Working data:
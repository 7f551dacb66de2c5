//! Owns the controller and routes host commands to it.

use std::sync::Arc;

use anyhow::Result;
use client_core::{
    api_key::generate_local_api_key, chat::ChatSession, probe::probe, ConnectionController,
    ConnectionObserver, Scheduler, SimulatedTransport,
};
use shared::{error::ConnectionError, status::StatusIndicator};
use tokio::task::JoinHandle;
use tracing::{debug, error, info, warn};

use crate::{commands::HostCommand, observer::render_status_line, settings::Settings};

#[derive(Debug, Clone, Copy, PartialEq, Eq)]
pub enum Flow {
    Continue,
    Quit,
}

pub struct Host {
    settings: Settings,
    scheduler: Arc<dyn Scheduler>,
    controller: Arc<ConnectionController>,
    chat: ChatSession,
    pending_connect: Option<JoinHandle<Result<(), ConnectionError>>>,
}

impl Host {
    pub fn new(
        settings: Settings,
        scheduler: Arc<dyn Scheduler>,
        observer: Arc<dyn ConnectionObserver>,
    ) -> Self {
        let transport = Arc::new(SimulatedTransport::new(
            scheduler.clone(),
            settings.timings(),
        ));
        let controller = ConnectionController::new(transport, scheduler.clone())
            .with_stage_timeout(settings.stage_timeout())
            .with_observer(observer);

        Self {
            settings,
            scheduler,
            controller: Arc::new(controller),
            chat: ChatSession::new(),
            pending_connect: None,
        }
    }

    #[cfg(test)]
    pub fn controller(&self) -> &Arc<ConnectionController> {
        &self.controller
    }

    /// Issues a single connect after the configured delay. Failures are
    /// reported and not retried.
    pub fn start_auto_connect(&mut self) {
        if !self.settings.auto_connect {
            debug!("auto-connect disabled");
            return;
        }
        info!(
            delay_ms = self.settings.auto_connect_delay_ms,
            "scheduling automatic MCP connect"
        );
        let delay = self.settings.auto_connect_delay();
        self.spawn_connect(Some(delay));
    }

    pub async fn handle(&mut self, command: HostCommand) -> Result<Flow> {
        debug!(command = command.name(), "dispatching host command");

        match command {
            HostCommand::Connect => self.spawn_connect(None),
            HostCommand::Disconnect => {
                info!("disconnecting from MCP service");
                self.controller.disconnect();
            }
            HostCommand::Status => {
                let state = self.controller.current_state();
                println!("{}", render_status_line(&state));
                if !self.settings.minimal_mode {
                    println!(
                        "{}",
                        serde_json::to_string(&StatusIndicator::for_state(&state))?
                    );
                }
            }
            HostCommand::ToggleMode => {
                self.settings.minimal_mode = !self.settings.minimal_mode;
                let mode = if self.settings.minimal_mode {
                    "minimal"
                } else {
                    "full"
                };
                info!(mode, "switched to {mode} mode");
            }
            HostCommand::TestConnection => {
                let config = self.settings.connection_config();
                info!(endpoint = %config.endpoint, "testing MCP connection");
                match probe(&config, self.scheduler.as_ref()).await {
                    Ok(report) => {
                        info!(latency_ms = report.latency_ms, "connection test succeeded");
                        println!("{}", serde_json::to_string_pretty(&report)?);
                    }
                    Err(err) => warn!(%err, "connection test failed"),
                }
            }
            HostCommand::GenerateApiKey => {
                let key = generate_local_api_key();
                info!("generated new API key");
                println!("{key}");
                println!("set it as `api_key` in your settings file or MCP_API_KEY");
            }
            HostCommand::Chat { text } => match self.chat.send(&text) {
                Ok(reply) => println!("{}", reply.text),
                Err(err) => warn!(%err, "chat message rejected"),
            },
            HostCommand::History => {
                println!("{}", serde_json::to_string_pretty(self.chat.messages())?);
            }
            HostCommand::Help => println!("{}", crate::commands::HELP),
            HostCommand::Quit => return Ok(Flow::Quit),
        }

        Ok(Flow::Continue)
    }

    /// Waits for the most recent background connect, if any, and returns its
    /// outcome.
    pub async fn wait_for_connect(&mut self) -> Option<Result<(), ConnectionError>> {
        let handle = self.pending_connect.take()?;
        match handle.await {
            Ok(outcome) => Some(outcome),
            Err(err) => {
                error!(%err, "connect task aborted");
                None
            }
        }
    }

    pub fn shutdown(&mut self) {
        self.controller.dispose();
        if let Some(handle) = self.pending_connect.take() {
            handle.abort();
        }
    }

    fn spawn_connect(&mut self, delay: Option<std::time::Duration>) {
        let config = self.settings.connection_config();
        info!(
            endpoint = %config.endpoint,
            api_key = %config.masked_credential(),
            "connecting to MCP service"
        );

        let controller = self.controller.clone();
        let scheduler = self.scheduler.clone();
        let handle = tokio::spawn(async move {
            if let Some(delay) = delay {
                scheduler.sleep(delay).await;
            }
            let outcome = controller.connect(config).await;
            match &outcome {
                Ok(()) => info!("MCP service connected"),
                Err(err) if err.is_policy_rejection() => warn!(%err, "connect not applied"),
                Err(err) => error!(%err, "MCP connection failed"),
            }
            outcome
        });

        // The previous task is superseded inside the controller, not aborted here.
        self.pending_connect = Some(handle);
    }
}

#[cfg(test)]
#[path = "tests/host_tests.rs"]
mod tests;
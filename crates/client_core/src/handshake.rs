//! Stage sequencing for a single connect attempt.
//!
//! The machine never suspends: the controller asks it which stage to run next,
//! runs that stage on the transport, and feeds the outcome back in.

use shared::{
    domain::{ConnectionConfig, HandshakeStage, MIN_CREDENTIAL_LEN},
    error::ConnectionError,
};
use url::Url;

#[derive(Debug)]
pub struct HandshakeMachine<'a> {
    config: &'a ConnectionConfig,
    next: Option<HandshakeStage>,
}

impl<'a> HandshakeMachine<'a> {
    /// Checks that the configuration is present and well-formed before any
    /// stage runs.
    pub fn start(config: &'a ConnectionConfig) -> Result<Self, ConnectionError> {
        if config.endpoint.trim().is_empty() {
            return Err(ConnectionError::ConfigurationMissing { field: "endpoint" });
        }
        if config.credential.is_empty() {
            return Err(ConnectionError::ConfigurationMissing {
                field: "credential",
            });
        }
        Url::parse(config.endpoint.trim()).map_err(|err| {
            ConnectionError::ConfigurationInvalid {
                reason: format!("endpoint '{}' is not a valid URL: {err}", config.endpoint),
            }
        })?;

        Ok(Self {
            config,
            next: Some(HandshakeStage::ValidateCredential),
        })
    }

    pub fn current_stage(&self) -> Option<HandshakeStage> {
        self.next
    }

    pub fn is_complete(&self) -> bool {
        self.next.is_none()
    }

    /// Records the outcome of the current stage and moves to the next one.
    pub fn finish_stage(&mut self, outcome: Result<(), String>) -> Result<(), ConnectionError> {
        let Some(stage) = self.next else {
            return Ok(());
        };

        if let Err(reason) = outcome {
            self.next = None;
            return Err(ConnectionError::HandshakeFailed { stage, reason });
        }

        if stage == HandshakeStage::ValidateCredential
            && self.config.credential.chars().count() < MIN_CREDENTIAL_LEN
        {
            self.next = None;
            return Err(ConnectionError::ConfigurationInvalid {
                reason: format!(
                    "credential must be at least {MIN_CREDENTIAL_LEN} characters"
                ),
            });
        }

        self.next = stage.next();
        Ok(())
    }
}
use std::fmt;

use serde::{Deserialize, Serialize};

/// Minimum accepted credential length, checked once the validation stage completes.
pub const MIN_CREDENTIAL_LEN: usize = 10;

const MASKED_CREDENTIAL_PREFIX: usize = 20;

#[derive(Debug, Clone, PartialEq, Eq, Default, Serialize, Deserialize)]
#[serde(tag = "state", content = "reason", rename_all = "snake_case")]
pub enum ConnectionState {
    #[default]
    Disconnected,
    Connecting,
    Connected,
    Error(String),
}

impl ConnectionState {
    pub fn is_connected(&self) -> bool {
        matches!(self, Self::Connected)
    }

    pub fn is_connecting(&self) -> bool {
        matches!(self, Self::Connecting)
    }

    pub fn error_reason(&self) -> Option<&str> {
        match self {
            Self::Error(reason) => Some(reason),
            _ => None,
        }
    }
}

impl fmt::Display for ConnectionState {
    fn fmt(&self, f: &mut fmt::Formatter<'_>) -> fmt::Result {
        match self {
            Self::Disconnected => f.write_str("disconnected"),
            Self::Connecting => f.write_str("connecting"),
            Self::Connected => f.write_str("connected"),
            Self::Error(reason) => write!(f, "error: {reason}"),
        }
    }
}

#[derive(Debug, Clone, Copy, PartialEq, Eq, Hash, Serialize, Deserialize)]
#[serde(rename_all = "snake_case")]
pub enum HandshakeStage {
    ValidateCredential,
    Establish,
    RegisterCapabilities,
    StartHeartbeat,
}

impl HandshakeStage {
    pub const ALL: [HandshakeStage; 4] = [
        HandshakeStage::ValidateCredential,
        HandshakeStage::Establish,
        HandshakeStage::RegisterCapabilities,
        HandshakeStage::StartHeartbeat,
    ];

    pub fn next(self) -> Option<HandshakeStage> {
        match self {
            Self::ValidateCredential => Some(Self::Establish),
            Self::Establish => Some(Self::RegisterCapabilities),
            Self::RegisterCapabilities => Some(Self::StartHeartbeat),
            Self::StartHeartbeat => None,
        }
    }

    pub fn as_str(self) -> &'static str {
        match self {
            Self::ValidateCredential => "validate_credential",
            Self::Establish => "establish",
            Self::RegisterCapabilities => "register_capabilities",
            Self::StartHeartbeat => "start_heartbeat",
        }
    }
}

impl fmt::Display for HandshakeStage {
    fn fmt(&self, f: &mut fmt::Formatter<'_>) -> fmt::Result {
        f.write_str(self.as_str())
    }
}

/// Endpoint and credential for a single connect attempt.
#[derive(Clone, PartialEq, Eq, Serialize, Deserialize)]
pub struct ConnectionConfig {
    pub endpoint: String,
    pub credential: String,
}

impl ConnectionConfig {
    pub fn new(endpoint: impl Into<String>, credential: impl Into<String>) -> Self {
        Self {
            endpoint: endpoint.into(),
            credential: credential.into(),
        }
    }

    /// Credential rendering that is safe to put in log lines.
    pub fn masked_credential(&self) -> String {
        if self.credential.is_empty() {
            return "<unset>".to_string();
        }
        let prefix: String = self
            .credential
            .chars()
            .take(MASKED_CREDENTIAL_PREFIX)
            .collect();
        format!("{prefix}...")
    }
}

impl fmt::Debug for ConnectionConfig {
    fn fmt(&self, f: &mut fmt::Formatter<'_>) -> fmt::Result {
        f.debug_struct("ConnectionConfig")
            .field("endpoint", &self.endpoint)
            .field("credential", &self.masked_credential())
            .finish()
    }
}
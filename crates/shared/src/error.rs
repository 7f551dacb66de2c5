use serde::{Deserialize, Serialize};
use thiserror::Error;

use crate::domain::HandshakeStage;

#[derive(Debug, Clone, Copy, PartialEq, Eq, Serialize, Deserialize)]
#[serde(rename_all = "snake_case")]
pub enum ErrorCode {
    ConfigurationMissing,
    ConfigurationInvalid,
    HandshakeFailed,
    AlreadyConnected,
    Superseded,
    Cancelled,
}

#[derive(Debug, Clone, PartialEq, Eq, Error)]
pub enum ConnectionError {
    #[error("configuration missing: {field} is not set")]
    ConfigurationMissing { field: &'static str },
    #[error("configuration invalid: {reason}")]
    ConfigurationInvalid { reason: String },
    #[error("handshake failed during {stage}: {reason}")]
    HandshakeFailed {
        stage: HandshakeStage,
        reason: String,
    },
    #[error("already connected")]
    AlreadyConnected,
    #[error("connect attempt superseded by a newer attempt")]
    Superseded,
    #[error("connect attempt cancelled")]
    Cancelled,
}

impl ConnectionError {
    pub fn code(&self) -> ErrorCode {
        match self {
            Self::ConfigurationMissing { .. } => ErrorCode::ConfigurationMissing,
            Self::ConfigurationInvalid { .. } => ErrorCode::ConfigurationInvalid,
            Self::HandshakeFailed { .. } => ErrorCode::HandshakeFailed,
            Self::AlreadyConnected => ErrorCode::AlreadyConnected,
            Self::Superseded => ErrorCode::Superseded,
            Self::Cancelled => ErrorCode::Cancelled,
        }
    }

    /// Errors produced by the connect policy rather than by the handshake.
    /// These never move the controller into the error state.
    pub fn is_policy_rejection(&self) -> bool {
        matches!(
            self,
            Self::AlreadyConnected | Self::Superseded | Self::Cancelled
        )
    }
}

/// Serializable form of a [`ConnectionError`] for status output.
#[derive(Debug, Clone, Serialize, Deserialize)]
pub struct ErrorReport {
    pub code: ErrorCode,
    pub message: String,
}

impl From<&ConnectionError> for ErrorReport {
    fn from(value: &ConnectionError) -> Self {
        Self {
            code: value.code(),
            message: value.to_string(),
        }
    }
}
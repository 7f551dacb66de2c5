pub mod domain;
pub mod error;
pub mod status;
use crate::config::types::Config;
use crate::config::validation::validate;
use crate::ConfigError;
use sha2::{Digest, Sha256};
use std::path::Path;

/// Loads and parses a configuration file from the given path
///
/// # Arguments
///
/// * `path` - Path to the TOML configuration file
///
/// # Returns
///
/// * `Ok(Config)` - Successfully loaded and validated configuration
/// * `Err(ConfigError)` - Failed to load, parse, or validate the configuration
pub fn load_config(path: &Path) -> Result<Config, ConfigError> {
    // Read the configuration file
    let content = std::fs::read_to_string(path)?;

    // Parse TOML
    let config: Config = toml::from_str(&content)?;

    // Validate the configuration
    validate(&config)?;

    Ok(config)
}

/// Computes a SHA-256 hash of the configuration file content
///
/// This is used to detect if the configuration has changed between runs.
pub fn compute_config_hash(path: &Path) -> Result<String, ConfigError> {
    let content = std::fs::read_to_string(path)?;
    let mut hasher = Sha256::new();
    hasher.update(content.as_bytes());
    let result = hasher.finalize();
    Ok(hex::encode(result))
}

/// Loads a configuration and returns both the config and its hash
pub fn load_config_with_hash(path: &Path) -> Result<(Config, String), ConfigError> {
    let config = load_config(path)?;
    let hash = compute_config_hash(path)?;
    Ok((config, hash))
}
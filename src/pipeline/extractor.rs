//! Article field extraction from parsed HTML
//!
//! This module pulls structured fields (title, body text, author, publish
//! date, meta description) out of heterogeneous article markup. Every field
//! is resolved through an ordered list of selectors tried until the first
//! usable match; pages that match nothing fall back to fixed defaults, so
//! extraction never fails on malformed-but-parseable input.

use ego_tree::NodeRef;
use scraper::node::Element;
use scraper::{ElementRef, Html, Node, Selector};

/// Maximum stored length of the article title, in characters
pub const MAX_TITLE_LEN: usize = 200;
/// Maximum stored length of the author field, in characters
pub const MAX_AUTHOR_LEN: usize = 100;
/// Maximum stored length of the publish date field, in characters
pub const MAX_DATE_LEN: usize = 50;
/// Maximum stored length of the meta description, in characters
pub const MAX_META_LEN: usize = 200;
/// Maximum stored length of the content preview, in characters
pub const MAX_PREVIEW_LEN: usize = 500;

/// Title candidates, highest priority first
const TITLE_SELECTORS: &[&str] = &["h1", "title", ".title", ".headline", ".entry-title"];

/// Article body containers, highest priority first
const CONTENT_SELECTORS: &[&str] = &[
    "article",
    ".article",
    ".content",
    ".entry-content",
    ".post-content",
    ".article-body",
    ".story-body",
    ".main-content",
    "main",
    ".post-body",
];

/// Byline candidates, highest priority first
const AUTHOR_SELECTORS: &[&str] = &[
    ".author",
    ".byline",
    "[rel=\"author\"]",
    ".post-author",
    ".article-author",
    ".read__info",
];

/// Publish date candidates, highest priority first
const DATE_SELECTORS: &[&str] = &[
    "time",
    ".date",
    ".published",
    ".post-date",
    "[datetime]",
    ".read__time",
];

/// Elements whose subtrees carry no article text
const JUNK_TAGS: &[&str] = &[
    "script", "style", "nav", "header", "footer", "aside", "form",
];

/// Structured fields extracted from one article page
#[derive(Debug, Clone, PartialEq, Eq)]
pub struct ExtractionFields {
    pub title: String,
    pub author: String,
    pub publish_date: String,
    pub meta_description: String,
    pub content_preview: String,
    pub word_count: usize,
}

/// Extracts article fields from a parsed document
///
/// Pure function over the document tree; performs no I/O and returns
/// defaults ("No Title" / "Unknown" / empty) for anything it cannot find.
/// All string fields come back truncated to their storage caps.
pub fn extract_article(document: &Html) -> ExtractionFields {
    let title = extract_title(document);
    let (content, word_count) = extract_content(document);
    let meta_description = extract_meta_description(document);
    let author = extract_author(document);
    let publish_date = extract_publish_date(document);

    ExtractionFields {
        title: truncate_chars(&title, MAX_TITLE_LEN),
        author: truncate_chars(&author, MAX_AUTHOR_LEN),
        publish_date: truncate_chars(&publish_date, MAX_DATE_LEN),
        meta_description: truncate_chars(&meta_description, MAX_META_LEN),
        content_preview: truncate_chars(&content, MAX_PREVIEW_LEN),
        word_count,
    }
}

/// Returns the first element matching any of the ordered selectors
fn select_first<'a>(document: &'a Html, selectors: &[&str]) -> Option<ElementRef<'a>> {
    selectors
        .iter()
        .filter_map(|s| Selector::parse(s).ok())
        .find_map(|selector| document.select(&selector).next())
}

fn extract_title(document: &Html) -> String {
    for raw in TITLE_SELECTORS {
        let Ok(selector) = Selector::parse(raw) else {
            continue;
        };
        for element in document.select(&selector) {
            let text = element.text().collect::<String>();
            let text = text.trim();
            if !text.is_empty() {
                return text.to_string();
            }
        }
    }
    "No Title".to_string()
}

/// Extracts the normalized article body text and its word count
///
/// Tries each content container in priority order; the whole `body` element
/// is the last resort. Junk subtrees are skipped during the text walk, all
/// whitespace runs collapse to single spaces.
fn extract_content(document: &Html) -> (String, usize) {
    let container = select_first(document, CONTENT_SELECTORS)
        .or_else(|| select_first(document, &["body"]));

    let raw = match container {
        Some(element) => {
            let mut out = String::new();
            collect_text(*element, &mut out);
            out
        }
        None => String::new(),
    };

    let words: Vec<&str> = raw.split_whitespace().collect();
    let word_count = words.len();
    (words.join(" "), word_count)
}

/// Appends the text of every non-junk descendant of `node` to `out`
fn collect_text(node: NodeRef<'_, Node>, out: &mut String) {
    for child in node.children() {
        match child.value() {
            Node::Text(text) => {
                out.push_str(&text);
                out.push(' ');
            }
            Node::Element(element) => {
                if !is_junk(&element) {
                    collect_text(child, out);
                }
            }
            _ => {}
        }
    }
}

fn is_junk(element: &Element) -> bool {
    JUNK_TAGS.contains(&element.name())
        || element.classes().any(|class| class == "ads")
        || element.id() == Some("comments")
}

fn extract_meta_description(document: &Html) -> String {
    select_first(document, &["meta[name=\"description\"]"])
        .and_then(|element| element.value().attr("content"))
        .unwrap_or("")
        .to_string()
}

fn extract_author(document: &Html) -> String {
    for raw in AUTHOR_SELECTORS {
        let Ok(selector) = Selector::parse(raw) else {
            continue;
        };
        for element in document.select(&selector) {
            let text = element.text().collect::<String>();
            let text = text.trim();
            if !text.is_empty() {
                return text.to_string();
            }
        }
    }
    "Unknown".to_string()
}

/// Resolves the publish date, preferring a machine-readable `datetime`
/// attribute over the element's visible text
fn extract_publish_date(document: &Html) -> String {
    for raw in DATE_SELECTORS {
        let Ok(selector) = Selector::parse(raw) else {
            continue;
        };
        for element in document.select(&selector) {
            if let Some(datetime) = element.value().attr("datetime") {
                let datetime = datetime.trim();
                if !datetime.is_empty() {
                    return datetime.to_string();
                }
            }
            let text = element.text().collect::<String>();
            let text = text.trim();
            if !text.is_empty() {
                return text.to_string();
            }
        }
    }
    "Unknown".to_string()
}

/// Truncates to at most `max` characters without splitting a code point
fn truncate_chars(s: &str, max: usize) -> String {
    match s.char_indices().nth(max) {
        Some((index, _)) => s[..index].to_string(),
        None => s.to_string(),
    }
}

#[cfg(test)]
mod tests {
    use super::*;

    fn parse(html: &str) -> Html {
        Html::parse_document(html)
    }

    #[test]
    fn test_title_prefers_h1() {
        let doc = parse(
            r#"<html><head><title>Page Title</title></head>
            <body><h1>Headline</h1></body></html>"#,
        );
        assert_eq!(extract_article(&doc).title, "Headline");
    }

    #[test]
    fn test_title_falls_back_to_title_tag() {
        let doc = parse(r#"<html><head><title>Page Title</title></head><body></body></html>"#);
        assert_eq!(extract_article(&doc).title, "Page Title");
    }

    #[test]
    fn test_title_falls_back_to_headline_class() {
        let doc = parse(r#"<html><body><div class="headline">Class Title</div></body></html>"#);
        assert_eq!(extract_article(&doc).title, "Class Title");
    }

    #[test]
    fn test_title_skips_empty_h1() {
        let doc = parse(
            r#"<html><head><title>Fallback</title></head><body><h1>  </h1></body></html>"#,
        );
        assert_eq!(extract_article(&doc).title, "Fallback");
    }

    #[test]
    fn test_missing_title_defaults() {
        let doc = parse(r#"<html><body><p>text</p></body></html>"#);
        assert_eq!(extract_article(&doc).title, "No Title");
    }

    #[test]
    fn test_content_from_article_element() {
        let doc = parse(
            r#"<html><body>
            <nav>menu items here</nav>
            <article>one two three</article>
            </body></html>"#,
        );
        let fields = extract_article(&doc);
        assert_eq!(fields.word_count, 3);
        assert_eq!(fields.content_preview, "one two three");
    }

    #[test]
    fn test_junk_subtrees_excluded() {
        let doc = parse(
            r#"<html><body><article>
            visible words
            <script>var hidden = "should not appear";</script>
            <style>.x { color: red }</style>
            <aside>sidebar junk</aside>
            <div class="ads">buy things</div>
            <div id="comments">comment text</div>
            more words
            </article></body></html>"#,
        );
        let fields = extract_article(&doc);
        assert_eq!(fields.content_preview, "visible words more words");
        assert_eq!(fields.word_count, 4);
    }

    #[test]
    fn test_content_falls_back_to_body() {
        let doc = parse(
            r#"<html><body>
            <nav>skip this</nav>
            <p>body fallback text</p>
            </body></html>"#,
        );
        let fields = extract_article(&doc);
        assert_eq!(fields.content_preview, "body fallback text");
        assert_eq!(fields.word_count, 3);
    }

    #[test]
    fn test_whitespace_collapsed() {
        let doc = parse("<html><body><article>a\n\n  b\t\tc</article></body></html>");
        let fields = extract_article(&doc);
        assert_eq!(fields.content_preview, "a b c");
        assert_eq!(fields.word_count, 3);
    }

    #[test]
    fn test_meta_description() {
        let doc = parse(
            r#"<html><head><meta name="description" content="A summary."></head>
            <body></body></html>"#,
        );
        assert_eq!(extract_article(&doc).meta_description, "A summary.");
    }

    #[test]
    fn test_missing_meta_description_is_empty() {
        let doc = parse(r#"<html><body></body></html>"#);
        assert_eq!(extract_article(&doc).meta_description, "");
    }

    #[test]
    fn test_author_from_byline() {
        let doc = parse(r#"<html><body><span class="byline">Jane Doe</span></body></html>"#);
        assert_eq!(extract_article(&doc).author, "Jane Doe");
    }

    #[test]
    fn test_author_from_rel_attribute() {
        let doc = parse(r#"<html><body><a rel="author">J. Smith</a></body></html>"#);
        assert_eq!(extract_article(&doc).author, "J. Smith");
    }

    #[test]
    fn test_missing_author_defaults() {
        let doc = parse(r#"<html><body></body></html>"#);
        assert_eq!(extract_article(&doc).author, "Unknown");
    }

    #[test]
    fn test_publish_date_prefers_datetime_attribute() {
        let doc = parse(
            r#"<html><body><time datetime="2023-03-01T10:00:00">March 1st</time></body></html>"#,
        );
        assert_eq!(extract_article(&doc).publish_date, "2023-03-01T10:00:00");
    }

    #[test]
    fn test_publish_date_falls_back_to_text() {
        let doc = parse(r#"<html><body><span class="published">Yesterday</span></body></html>"#);
        assert_eq!(extract_article(&doc).publish_date, "Yesterday");
    }

    #[test]
    fn test_missing_publish_date_defaults() {
        let doc = parse(r#"<html><body></body></html>"#);
        assert_eq!(extract_article(&doc).publish_date, "Unknown");
    }

    #[test]
    fn test_title_truncated_to_cap() {
        let long = "t".repeat(400);
        let doc = parse(&format!("<html><body><h1>{}</h1></body></html>", long));
        assert_eq!(extract_article(&doc).title.chars().count(), MAX_TITLE_LEN);
    }

    #[test]
    fn test_preview_truncation_respects_char_boundaries() {
        let long = "ä".repeat(600);
        let doc = parse(&format!("<html><body><article>{}</article></body></html>", long));
        let fields = extract_article(&doc);
        assert_eq!(fields.content_preview.chars().count(), MAX_PREVIEW_LEN);
    }

    #[test]
    fn test_word_count_not_capped_by_preview() {
        let body = "word ".repeat(300);
        let doc = parse(&format!("<html><body><article>{}</article></body></html>", body));
        let fields = extract_article(&doc);
        assert_eq!(fields.word_count, 300);
        assert!(fields.content_preview.chars().count() <= MAX_PREVIEW_LEN);
    }
}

How to complete this task:
Only the lines above starting at the line that holds "let prefix: String = self" and ending at the line that holds "pub fn code(&self)" are to be repeated, exactly and in full.

Response below:
        let prefix: String = self
            .credential
            .chars()
            .take(MASKED_CREDENTIAL_PREFIX)
            .collect();
        format!("{prefix}...")
    }
}

impl fmt::Debug for ConnectionConfig {
    fn fmt(&self, f: &mut fmt::Formatter<'_>) -> fmt::Result {
        f.debug_struct("ConnectionConfig")
            .field("endpoint", &self.endpoint)
            .field("credential", &self.masked_credential())
            .finish()
    }
}
filename crates/shared/src/error.rs
repository 7f551dacb66de2c5
use serde::{Deserialize, Serialize};
use thiserror::Error;

use crate::domain::HandshakeStage;

#[derive(Debug, Clone, Copy, PartialEq, Eq, Serialize, Deserialize)]
#[serde(rename_all = "snake_case")]
pub enum ErrorCode {
    ConfigurationMissing,
    ConfigurationInvalid,
    HandshakeFailed,
    AlreadyConnected,
    Superseded,
    Cancelled,
}

#[derive(Debug, Clone, PartialEq, Eq, Error)]
pub enum ConnectionError {
    #[error("configuration missing: {field} is not set")]
    ConfigurationMissing { field: &'static str },
    #[error("configuration invalid: {reason}")]
    ConfigurationInvalid { reason: String },
    #[error("handshake failed during {stage}: {reason}")]
    HandshakeFailed {
        stage: HandshakeStage,
        reason: String,
    },
    #[error("already connected")]
    AlreadyConnected,
    #[error("connect attempt superseded by a newer attempt")]
    Superseded,
    #[error("connect attempt cancelled")]
    Cancelled,
}

impl ConnectionError {
    pub fn code(&self) -> ErrorCode {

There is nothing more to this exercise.